Komisi Perlindungan Anak Indonesia (KPAI) berjanji terus mengawal kasus dugaan sodomi yang menimpa AK (6), siswa TK Jakarta International School (JIS) di Pondok Indah, Jakarta Selatan. Pengawalan dilakukan baik dari sisi hukum maupun psikis korban.
“Ini momentum yang tepat untuk memberikan efek jera pada pelaku agar peristiwa semacam ini tidak terulang kembali,” ujar Ketua KPAI Asrorun Ni’am Sholeh usai mengadakan pertemuan dengan pihak JIS, Rabu (16/4/2014).
Sholeh menegaskan, KPAI akan melakukan dua langkah. Pertama, memastikan proses hukum terhadap tersangka berjalan sesuai prosedur dan koridor yang semestinya.

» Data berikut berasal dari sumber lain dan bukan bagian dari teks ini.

//src/ranks.rs

use ahash::AHashMap;

use crate::error::ConsensusError;

/// Default scale, least specific slot first. Position 0 is "no rank" so the
/// reference taxonomy's unplaced nodes always have a home on the scale.
pub const DEFAULT_RANK_SCALE: [&str; 9] = [
    "no rank",
    "species",
    "genus",
    "family",
    "order",
    "class",
    "phylum",
    "kingdom",
    "superkingdom",
];

/// Ranks reported in the output table, in output column order.
pub const DEFAULT_RANKS_OF_INTEREST: [&str; 5] =
    ["superkingdom", "order", "family", "genus", "species"];

/// The fixed total order of rank names for one run. Built once at startup;
/// duplicate names are a configuration error.
#[derive(Debug, Clone)]
pub struct RankScale {
    names: Vec<String>,
    positions: AHashMap<String, usize>,
}

impl RankScale {
    pub fn new<I, S>(names: I) -> Result<Self, ConsensusError>
    where
        I: IntoIterator<Item = S>,
        S: Into<String>,
    {
        let names: Vec<String> = names.into_iter().map(Into::into).collect();
        if names.is_empty() {
            return Err(ConsensusError::EmptyRankScale);
        }
        let mut positions = AHashMap::with_capacity(names.len());
        for (pos, name) in names.iter().enumerate() {
            if positions.insert(name.clone(), pos).is_some() {
                return Err(ConsensusError::DuplicateRank(name.clone()));
            }
        }
        Ok(Self { names, positions })
    }

    /// Scale position of a rank name. Unknown names are a configuration
    /// error, not a per-record condition.
    pub fn position(&self, rank: &str) -> Result<usize, ConsensusError> {
        self.positions
            .get(rank)
            .copied()
            .ok_or_else(|| ConsensusError::UnknownRank(rank.to_string()))
    }

    pub fn contains(&self, rank: &str) -> bool {
        self.positions.contains_key(rank)
    }

    pub fn names(&self) -> &[String] {
        &self.names
    }
}

impl Default for RankScale {
    fn default() -> Self {
        // DEFAULT_RANK_SCALE has no duplicates, so this cannot fail
        match Self::new(DEFAULT_RANK_SCALE) {
            Ok(scale) => scale,
            Err(_) => unreachable!("default rank scale is duplicate-free"),
        }
    }
}
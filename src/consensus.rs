//src/consensus.rs

use std::collections::BTreeSet;
use std::sync::Arc;

use rayon::prelude::*;

use crate::error::ConsensusError;
use crate::lineage::normalized_lineage;
use crate::ranks::{RankScale, DEFAULT_RANKS_OF_INTEREST};
use crate::taxdb::TaxonomyLookup;
use crate::types::{ConsensusRecord, Hit, HitGroup, RankValue};

/// What to do with a query group whose `tax_id` is missing from the
/// reference taxonomy.
#[derive(Debug, Clone, Copy, PartialEq, Eq)]
pub enum UnknownTaxonPolicy {
    /// Fail the whole run (default).
    Abort,
    /// Drop the query with a warning; its record is not emitted.
    Skip,
}

/// Per-run consensus configuration.
#[derive(Debug, Clone)]
pub struct ConsensusConfig {
    /// Percent-identity margin below the best hit for a hit to be retained.
    pub sway: f64,
    pub rank_scale: RankScale,
    pub ranks_of_interest: Vec<String>,
}

impl ConsensusConfig {
    /// Validates that the ranks of interest are non-empty, free of
    /// duplicates (a duplicate would emit a duplicated output column), and
    /// all sit on the scale, so rank lookups cannot fail later mid-run.
    pub fn new(
        sway: f64,
        rank_scale: RankScale,
        ranks_of_interest: Vec<String>,
    ) -> Result<Self, ConsensusError> {
        if ranks_of_interest.is_empty() {
            return Err(ConsensusError::EmptyRanksOfInterest);
        }
        let mut seen = BTreeSet::new();
        for rank in &ranks_of_interest {
            rank_scale.position(rank)?;
            if !seen.insert(rank.as_str()) {
                return Err(ConsensusError::DuplicateRank(rank.clone()));
            }
        }
        Ok(Self {
            sway,
            rank_scale,
            ranks_of_interest,
        })
    }

    pub fn with_sway(sway: f64) -> Self {
        Self {
            sway,
            ..Self::default()
        }
    }
}

impl Default for ConsensusConfig {
    fn default() -> Self {
        Self {
            sway: 1.0,
            rank_scale: RankScale::default(),
            ranks_of_interest: DEFAULT_RANKS_OF_INTEREST
                .iter()
                .map(|r| r.to_string())
                .collect(),
        }
    }
}

/// Resolves one consensus taxonomic assignment per query group.
///
/// Holds the process-wide `TaxonomyLookup` by `Arc` rather than owning it;
/// the lookup outlives any particular run configuration.
pub struct ConsensusResolver {
    taxonomy: Arc<TaxonomyLookup>,
    config: ConsensusConfig,
}

impl ConsensusResolver {
    pub fn new(taxonomy: Arc<TaxonomyLookup>, config: ConsensusConfig) -> Self {
        Self { taxonomy, config }
    }

    pub fn config(&self) -> &ConsensusConfig {
        &self.config
    }

    /// Consensus for one query group. `hits` must be non-empty.
    pub fn resolve(&self, query: &str, hits: &[Hit]) -> Result<ConsensusRecord, ConsensusError> {
        debug_assert!(!hits.is_empty(), "query group without hits");

        let max_pident = hits.iter().map(|h| h.pident).fold(f64::NEG_INFINITY, f64::max);

        let consensus_taxon_id = if hits.len() == 1 {
            hits[0].tax_id
        } else {
            let threshold = max_pident - self.config.sway;
            let retained: Vec<u32> = hits
                .iter()
                .filter(|h| h.pident >= threshold)
                .map(|h| h.tax_id)
                .collect();
            // The best-scoring hit always satisfies the threshold.
            debug_assert!(!retained.is_empty(), "sway filter emptied a group");

            let distinct: BTreeSet<u32> = retained.iter().copied().collect();
            if distinct.len() <= 1 {
                retained[0]
            } else {
                self.intersect_consensus(&distinct)?
            }
        };

        let lineage = normalized_lineage(
            &self.taxonomy,
            consensus_taxon_id,
            &self.config.ranks_of_interest,
            &self.config.rank_scale,
        )?;

        Ok(ConsensusRecord {
            query: query.to_string(),
            consensus_taxon_id,
            pident: max_pident,
            hits: hits.len(),
            lineage,
        })
    }

    /// Ancestor-intersection step for groups that retain more than one
    /// distinct taxon: intersect the taxon ids appearing in each normalized
    /// lineage, then take the deepest members of that common set. The
    /// smallest leaf taxid is the consensus (deterministic tie-break).
    fn intersect_consensus(&self, taxids: &BTreeSet<u32>) -> Result<u32, ConsensusError> {
        let mut common: Option<BTreeSet<u32>> = None;
        for &taxid in taxids {
            let nl = normalized_lineage(
                &self.taxonomy,
                taxid,
                &self.config.ranks_of_interest,
                &self.config.rank_scale,
            )?;
            // Sentinel slots carry no topological information, so only the
            // real taxon ids take part in the intersection.
            let ids: BTreeSet<u32> = nl.values().filter_map(|v| RankValue::taxid(*v)).collect();
            common = Some(match common {
                None => ids,
                Some(prev) => prev.intersection(&ids).copied().collect(),
            });
        }
        let common = common.unwrap_or_default();

        if common.is_empty() {
            // No rank of interest is shared; fall back to the parent-map LCA.
            let lca = self.taxonomy.lca_of_set(taxids.iter().copied());
            log::debug!("empty lineage intersection, falling back to LCA {lca}");
            return Ok(lca);
        }

        match self.taxonomy.topology_leaves(&common).first() {
            Some(&leaf) => Ok(leaf),
            // Unreachable for a non-empty set, but don't panic on it.
            None => Ok(self.taxonomy.lca_of_set(common)),
        }
    }

    /// Resolves a whole chunk of query groups in parallel, in chunk order.
    /// Unknown taxa are handled per `policy`; skipped queries are counted.
    pub fn resolve_chunk(
        &self,
        groups: &[HitGroup],
        policy: UnknownTaxonPolicy,
    ) -> Result<(Vec<ConsensusRecord>, usize), ConsensusError> {
        let results: Vec<Result<ConsensusRecord, ConsensusError>> = groups
            .par_iter()
            .map(|group| self.resolve(&group.query, &group.hits))
            .collect();

        let mut records = Vec::with_capacity(groups.len());
        let mut skipped = 0usize;
        for (group, result) in groups.iter().zip(results) {
            match result {
                Ok(record) => records.push(record),
                Err(ConsensusError::UnknownTaxon(taxid))
                    if policy == UnknownTaxonPolicy::Skip =>
                {
                    log::warn!(
                        "skipping query {}: taxon id {} not in reference taxonomy",
                        group.query,
                        taxid
                    );
                    skipped += 1;
                }
                Err(e) => return Err(e),
            }
        }
        Ok((records, skipped))
    }
}
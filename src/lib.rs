// src/lib.rs
pub mod chunk;
pub mod consensus;
pub mod error;
pub mod hits;
pub mod lineage;
pub mod ranks;
pub mod report;
pub mod taxdb;
pub mod types;

use std::path::{Path, PathBuf};
use std::sync::Arc;

pub use crate::consensus::{ConsensusConfig, ConsensusResolver, UnknownTaxonPolicy};
pub use crate::error::ConsensusError;
pub use crate::ranks::RankScale;
pub use crate::taxdb::TaxonomyLookup;
pub use crate::types::{ConsensusRecord, Hit, HitGroup};

/// Everything one worker invocation needs to know: which chunk is ours, how
/// the consensus is configured, and what to do about unknown taxa.
#[derive(Debug, Clone)]
pub struct RunConfig {
    /// 1-based chunk index in `[1, size]`.
    pub index: usize,
    /// Total chunk count.
    pub size: usize,
    /// Cap on hit-table rows read, for partial runs.
    pub nrows: Option<usize>,
    pub policy: UnknownTaxonPolicy,
    pub consensus: ConsensusConfig,
}

impl RunConfig {
    pub fn new(index: usize, size: usize) -> Self {
        Self {
            index,
            size,
            nrows: None,
            policy: UnknownTaxonPolicy::Abort,
            consensus: ConsensusConfig::default(),
        }
    }
}

/// What a completed worker did, for logging and the CLI summary.
#[derive(Debug)]
pub struct RunSummary {
    /// Distinct queries in the whole input table.
    pub total_queries: usize,
    /// Queries in this worker's chunk.
    pub chunk_queries: usize,
    /// Records written.
    pub records: usize,
    /// Queries dropped under `UnknownTaxonPolicy::Skip`.
    pub skipped: usize,
    pub out_path: PathBuf,
}

/// One worker invocation end to end: load the reference taxonomy, read and
/// group the hit table, slice out this worker's chunk, resolve each query
/// group in parallel, and write `consensus_taxonomy_<index>.csv` into
/// `out_dir`.
///
/// Workers share nothing mutable; any two invocations with the same table
/// and `size` but different `index` process disjoint query sets.
pub fn run_chunk<P, Q, R>(
    infile: P,
    taxdb_path: Q,
    out_dir: R,
    config: &RunConfig,
) -> Result<RunSummary, ConsensusError>
where
    P: AsRef<Path>,
    Q: AsRef<Path>,
    R: AsRef<Path>,
{
    // Chunk parameters are a usage error; check before any I/O.
    let _ = chunk::chunk_bounds(0, config.size, config.index)?;

    // 1. Load the reference taxonomy (fatal if missing or unreadable)
    let taxonomy = Arc::new(TaxonomyLookup::from_file(taxdb_path)?);

    // 2. Read and group the hit table
    let groups = hits::read_hit_table(infile, config.nrows)?;
    let total_queries = groups.len();

    // 3. Take this worker's chunk of the query list
    let our_groups = chunk::chunk(&groups, config.size, config.index)?;
    log::info!(
        "Chunk {}/{} covers {} of {} queries",
        config.index,
        config.size,
        our_groups.len(),
        total_queries
    );

    // 4. Resolve consensus per query group
    let resolver = ConsensusResolver::new(taxonomy.clone(), config.consensus.clone());
    let (records, skipped) = resolver.resolve_chunk(our_groups, config.policy)?;
    for record in &records {
        log::debug!(
            "{}: consensus taxon {} ({})",
            record.query,
            record.consensus_taxon_id,
            taxonomy
                .name(record.consensus_taxon_id)
                .unwrap_or("unnamed taxon")
        );
    }

    // 5. Write the chunk's output table
    let out_path = out_dir
        .as_ref()
        .join(report::output_file_name(config.index));
    report::write_consensus_table(&out_path, &records, &config.consensus.ranks_of_interest)?;

    Ok(RunSummary {
        total_queries,
        chunk_queries: our_groups.len(),
        records: records.len(),
        skipped,
        out_path,
    })
}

“Jangan sampai kasus seperti ini terlepas begitu saja, karena penindakan hukum yang tidak maksimal. Sebab, banyak kasus-kasus serupa terlepas begitu saja, sehingga terulang kembali,” kata Sholeh.
Langkah lainnya, jelas Sholeh, mendampingi untuk pemulihan medis dan psikologis korban. Sebab, untuk kasus seperti ini, korban mengalami trauma, begitupun dengan AK. Menurut Sholeh, harus ada terapi-terapi untuk memulihkan psikologis dan trauma korban agar tidak berkepanjangan.
“Meskipun secara umum dia sudah ditangani dokter, tapi harus ada special treatment untuk rehabilitasi sosialnya dalam hal ini psikis korban,” terangnya.
Sholeh juga mendesak pihak JIS untuk mendalami dan menangani kasus ini. Sebab, pihak sekolah yang paling bertangung jawab terhadap mutu dan kualitas pendidikan, termasuk tenaga pendidikan. Bukan hanya pengajar, tapi juga penjaga kebersihan, pustakaan, tata usaha.
Bahkan, Sholeh mendesak agar pihak sekolah melakukan investigasi internal. Dia juga meminta sekolah tetap memperhatikan pendidikan korban. Sebab, setelah kejadian korban tidak mau berangkat sekolah karena ketakutan. Pihak sekolah harus mengirimkan guru ke rumah untuk korban.
“Sekolah harus bertangung jawab, tidak bisa lepas tangan begitu saja,” kata dia.
Selain itu, dia juga meminta Dinas Pendidikan DKI Jakarta untuk mengawasi. Sebab, lembaga itu memiliki tangung jawab terhadap penyelengaraan pendidikan di sekolah, baik dari aspek regulasi maupun pengawasan. Harus dipastikan sejauh mana peran dinas pendidikan terhadap kasus ini.